No worries for me, I left Github due to Copilot and 2FA after deleting my items.

But I fully expect what the article is describing will happen or something like it will occur. Just a matter of time.

In a way I expect something similar may happen on gitlab someday also. But I also keep my items on a anon ftp site too in case I need to leave gitlab.


In the article was expecting a screen capture video showing Copilot spilling secrets. Does it contain one?


The article links to a youtube playlist with some examples. You may need to pause to catch the prompts.

https://www.youtube.com/playlist?list=PLM_RIPYi59BN6BeHyJQ_9...

There is also some info on their blog: https://labs.zenity.io/p/hsc24


At what point do software companies just collapse and everything ends up reimplemented in open source?


Open source needs to drastically up it's dependency management game to get to the point where it works reliably over time before it can displace organisations whose value add is broadly "it somewhat works out of the box and you sue us when it falls over too badly".

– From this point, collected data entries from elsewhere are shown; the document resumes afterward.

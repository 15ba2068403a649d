use std::{
    env, fs,
    fs::OpenOptions,
    io::Write,
    path::{Path, PathBuf},
};

use crate::DESKTOP_LOG_FILE;

pub(crate) fn resolve_desktop_log_path(root_dir: Option<&Path>, file_name: &str) -> PathBuf {
    match root_dir {
        Some(root) => root.join("logs").join(file_name),
        None => env::temp_dir().join("framescope").join(file_name),
    }
}

fn format_log_line(prefix: &str, message: &str) -> String {
    format!(
        "[{}] [{}] {}\n",
        chrono::Local::now().format("%Y-%m-%d %H:%M:%S%.3f"),
        prefix,
        message
    )
}

fn append_log(prefix: &str, message: &str) {
    let root_dir = crate::runtime_paths::default_root_dir();
    let log_path = resolve_desktop_log_path(root_dir.as_deref(), DESKTOP_LOG_FILE);
    if let Some(parent_dir) = log_path.parent() {
        let _ = fs::create_dir_all(parent_dir);
    }

    // Logging must never take the app down; failures here are dropped.
    if let Ok(mut file) = OpenOptions::new().create(true).append(true).open(&log_path) {
        let _ = file.write_all(format_log_line(prefix, message).as_bytes());
    }
}

pub(crate) fn append_startup_log(message: &str) {
    append_log("startup", message);
}

pub(crate) fn append_desktop_log(message: &str) {
    append_log("desktop", message);
}

pub(crate) fn append_ingest_log(message: &str) {
    append_log("ingest", message);
}
use std::{
    io,
    process::{Child, Command, Stdio},
};

use crate::{LaunchError, LaunchPlan, ProcessHandle};

/// Spawns the target detached and returns immediately; the caller never waits
/// for the child to exit. The instrumented target reports frames back through
/// the ingestion server, not through this return value.
pub(crate) fn launch(plan: &LaunchPlan) -> Result<ProcessHandle, LaunchError> {
    let child = spawn_detached(plan).map_err(|error| LaunchError::SpawnFailed(format!(
        "{}: {}",
        plan.program.display(),
        error
    )))?;
    Ok(ProcessHandle {
        pid: child.id(),
        child,
    })
}

fn base_command(plan: &LaunchPlan) -> Command {
    let mut command = Command::new(&plan.program);
    command
        .args(&plan.args)
        .current_dir(&plan.cwd)
        .envs(plan.env.iter().map(|(key, value)| (key, value)))
        .stdin(Stdio::null())
        .stdout(Stdio::null())
        .stderr(Stdio::null());
    command
}

#[cfg(windows)]
fn spawn_detached(plan: &LaunchPlan) -> io::Result<Child> {
    use std::os::windows::process::CommandExt;

    const CREATE_NEW_PROCESS_GROUP: u32 = 0x0000_0200;
    const DETACHED_PROCESS: u32 = 0x0000_0008;

    base_command(plan)
        .creation_flags(CREATE_NEW_PROCESS_GROUP | DETACHED_PROCESS)
        .spawn()
}

#[cfg(not(windows))]
fn spawn_detached(plan: &LaunchPlan) -> io::Result<Child> {
    base_command(plan).spawn()
}
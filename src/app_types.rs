use serde::{Deserialize, Serialize};
use std::{fmt, path::PathBuf, process::Child, sync::Mutex};

/// One rendered frame of the instrumented target, as reported by the layer.
/// `started_at` is microseconds since an arbitrary but monotonic epoch.
#[derive(Debug, Clone, Copy, PartialEq, Eq, Serialize, Deserialize)]
pub(crate) struct FrameRecord {
    pub(crate) frame_index: u64,
    pub(crate) started_at: i64,
}

#[derive(Debug, Clone, Copy, PartialEq, Eq, Serialize)]
pub(crate) struct IngestStats {
    pub(crate) accepted: u64,
    pub(crate) rejected: u64,
}

#[derive(Debug, Serialize)]
pub(crate) struct LaunchBridgeResult {
    pub(crate) ok: bool,
    pub(crate) reason: Option<String>,
}

#[derive(Debug)]
pub(crate) struct LaunchPlan {
    pub(crate) program: PathBuf,
    pub(crate) args: Vec<String>,
    pub(crate) cwd: PathBuf,
    pub(crate) env: Vec<(String, String)>,
}

#[derive(Debug)]
pub(crate) enum LaunchError {
    InvalidPath(String),
    InvalidWorkingDirectory(String),
    SpawnFailed(String),
}

impl fmt::Display for LaunchError {
    fn fmt(&self, formatter: &mut fmt::Formatter<'_>) -> fmt::Result {
        match self {
            Self::InvalidPath(message) => write!(formatter, "Invalid application path: {message}"),
            Self::InvalidWorkingDirectory(message) => {
                write!(formatter, "Invalid working directory: {message}")
            }
            Self::SpawnFailed(message) => {
                write!(formatter, "Failed to start application: {message}")
            }
        }
    }
}

#[derive(Debug)]
pub(crate) struct ProcessHandle {
    pub(crate) pid: u32,
    pub(crate) child: Child,
}

/// Launched targets are fire-and-forget, but the `Child` handles are kept so
/// exited children get reaped instead of lingering as zombies.
#[derive(Debug, Default)]
pub(crate) struct LauncherState {
    children: Mutex<Vec<Child>>,
}

impl LauncherState {
    pub(crate) fn remember(&self, handle: ProcessHandle) {
        let Ok(mut children) = self.children.lock() else {
            return;
        };
        children.retain_mut(|child| matches!(child.try_wait(), Ok(None)));
        children.push(handle.child);
    }

    pub(crate) fn reap_exited(&self) -> usize {
        let Ok(mut children) = self.children.lock() else {
            return 0;
        };
        let before = children.len();
        children.retain_mut(|child| matches!(child.try_wait(), Ok(None)));
        before - children.len()
    }

    #[cfg(test)]
    pub(crate) fn tracked_count(&self) -> usize {
        self.children.lock().map(|children| children.len()).unwrap_or(0)
    }
}
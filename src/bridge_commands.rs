use tauri::{AppHandle, Manager};
use tauri_plugin_dialog::{DialogExt, MessageDialogKind};

use crate::{
    append_desktop_log, frame_buffer::FrameBufferState, launch_plan, launch_service, layer_env,
    runtime_paths, FrameRecord, IngestStats, LaunchBridgeResult, LauncherState,
};

#[tauri::command]
pub(crate) async fn launch_application(
    app_handle: AppHandle,
    file_path: String,
    working_directory: String,
    command_args: String,
) -> LaunchBridgeResult {
    let root_dir = runtime_paths::default_root_dir();
    let manifest = layer_env::resolve_layer_manifest(root_dir.as_deref());
    if manifest.is_none() {
        append_desktop_log("layer manifest not found; launching without instrumentation");
    }
    let env = layer_env::layer_environment(manifest.as_deref());

    let plan = match launch_plan::resolve_launch_plan(
        &file_path,
        &working_directory,
        &command_args,
        env,
    ) {
        Ok(plan) => plan,
        Err(error) => return launch_failure(&app_handle, error.to_string()),
    };

    match launch_service::launch(&plan) {
        Ok(handle) => {
            append_desktop_log(&format!(
                "launched {} (pid {}) in {}",
                plan.program.display(),
                handle.pid,
                plan.cwd.display()
            ));
            let state = app_handle.state::<LauncherState>();
            state.remember(handle);
            LaunchBridgeResult {
                ok: true,
                reason: None,
            }
        }
        Err(error) => launch_failure(&app_handle, error.to_string()),
    }
}

fn launch_failure(app_handle: &AppHandle, reason: String) -> LaunchBridgeResult {
    append_desktop_log(&format!("launch_application failed: {reason}"));
    app_handle
        .dialog()
        .message(reason.as_str())
        .title("Launch failed")
        .kind(MessageDialogKind::Error)
        .blocking_show();
    LaunchBridgeResult {
        ok: false,
        reason: Some(reason),
    }
}

#[tauri::command]
pub(crate) fn get_frame_data(app_handle: AppHandle, size: usize) -> Vec<FrameRecord> {
    let state = app_handle.state::<FrameBufferState>();
    state.buffer().tail(size)
}

#[tauri::command]
pub(crate) fn get_ingest_stats(app_handle: AppHandle) -> IngestStats {
    let state = app_handle.state::<FrameBufferState>();
    state.buffer().stats()
}
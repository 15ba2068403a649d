use std::{
    io::{BufRead, BufReader},
    net::{TcpListener, TcpStream},
    sync::Arc,
    thread,
};

use crate::{append_ingest_log, frame_buffer::FrameBuffer, FrameRecord};

/// Accepts frame reports from the instrumented target: newline-delimited JSON
/// records over localhost TCP. A bind failure leaves the app running; the
/// query path simply keeps serving an empty buffer.
pub(crate) fn spawn_ingest_server(buffer: Arc<FrameBuffer>, bind_addr: String) {
    let spawn_result = thread::Builder::new()
        .name("frame-ingest-listener".to_string())
        .spawn(move || match TcpListener::bind(&bind_addr) {
            Ok(listener) => {
                append_ingest_log(&format!("listening for frame reports on {bind_addr}"));
                run_listener(listener, buffer);
            }
            Err(error) => {
                append_ingest_log(&format!("failed to bind {bind_addr}: {error}"));
            }
        });

    if let Err(error) = spawn_result {
        append_ingest_log(&format!("failed to spawn ingest listener thread: {error}"));
    }
}

pub(crate) fn run_listener(listener: TcpListener, buffer: Arc<FrameBuffer>) {
    for stream in listener.incoming() {
        match stream {
            Ok(stream) => {
                let connection_buffer = Arc::clone(&buffer);
                let handler = thread::Builder::new()
                    .name("frame-ingest-connection".to_string())
                    .spawn(move || handle_connection(stream, connection_buffer));
                if let Err(error) = handler {
                    append_ingest_log(&format!("failed to spawn connection handler: {error}"));
                }
            }
            Err(error) => append_ingest_log(&format!("incoming connection failed: {error}")),
        }
    }
}

fn handle_connection(stream: TcpStream, buffer: Arc<FrameBuffer>) {
    let peer = stream
        .peer_addr()
        .map(|addr| addr.to_string())
        .unwrap_or_else(|_| "unknown peer".to_string());
    append_ingest_log(&format!("target connected from {peer}"));

    let reader = BufReader::new(stream);
    for line in reader.lines() {
        let Ok(line) = line else {
            break;
        };
        if line.trim().is_empty() {
            continue;
        }
        // Malformed samples are dropped but stay visible in the aggregate
        // counters; the connection stays up.
        match parse_frame_line(&line) {
            Some(record) => {
                buffer.append(record);
            }
            None => buffer.count_rejected(),
        }
    }

    append_ingest_log(&format!("target disconnected: {peer}"));
}

pub(crate) fn parse_frame_line(line: &str) -> Option<FrameRecord> {
    let trimmed = line.trim();
    if trimmed.is_empty() {
        return None;
    }
    serde_json::from_str::<FrameRecord>(trimmed).ok()
}

#[cfg(test)]
mod tests {
    use super::*;
    use std::{
        io::Write,
        net::TcpStream,
        time::{Duration, Instant},
    };

    #[test]
    fn parse_frame_line_accepts_wire_records_and_skips_garbage() {
        let record = parse_frame_line(r#"{"frame_index":12,"started_at":340000}"#)
            .expect("valid line should parse");
        assert_eq!(record.frame_index, 12);
        assert_eq!(record.started_at, 340_000);

        assert!(parse_frame_line("").is_none());
        assert!(parse_frame_line("   ").is_none());
        assert!(parse_frame_line("not json").is_none());
        assert!(parse_frame_line(r#"{"frame_index":"twelve"}"#).is_none());
    }

    fn wait_for_accepted(buffer: &FrameBuffer, expected: u64) {
        let deadline = Instant::now() + Duration::from_secs(5);
        while buffer.stats().accepted < expected && Instant::now() < deadline {
            thread::sleep(Duration::from_millis(10));
        }
    }

    #[test]
    fn listener_feeds_the_buffer_and_survives_bad_lines() {
        let listener = TcpListener::bind("127.0.0.1:0").expect("ephemeral bind should succeed");
        let addr = listener.local_addr().expect("local addr should be known");
        let buffer = Arc::new(FrameBuffer::new(16));

        let listener_buffer = Arc::clone(&buffer);
        thread::spawn(move || run_listener(listener, listener_buffer));

        let mut stream = TcpStream::connect(addr).expect("connect should succeed");
        stream
            .write_all(
                concat!(
                    "{\"frame_index\":1,\"started_at\":1000}\n",
                    "this line is garbage\n",
                    "\n",
                    "{\"frame_index\":0,\"started_at\":2000}\n",
                    "{\"frame_index\":2,\"started_at\":2000}\n",
                )
                .as_bytes(),
            )
            .expect("write should succeed");
        drop(stream);

        wait_for_accepted(&buffer, 2);
        let tail = buffer.tail(10);
        let indices: Vec<u64> = tail.iter().map(|record| record.frame_index).collect();
        assert_eq!(indices, vec![1, 2]);
        // The garbage line and the out-of-order record are both anomalies;
        // the blank line is not.
        assert_eq!(buffer.stats().rejected, 2);
    }
}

It also needs to work out an answer to browsers which isn't repackaging chrome, and possibly to the organisations buying GPU supercomputers


If organisations really wanted "you can sue us when it falls over too badly" then the FOSS-but-with-paid-support-contracts business model would work much better than it actually does.

The companies who've aimed for that business model seem to do pretty poorly - judging by the number that end up pivoting to paid premium features, source-available licenses, or just getting acquired.


Not soon enough, and it will never happen for tier-1 cloud providers, and Microsoft is one of those.


Never, because in live in a capitalist society and developers have bills to pay.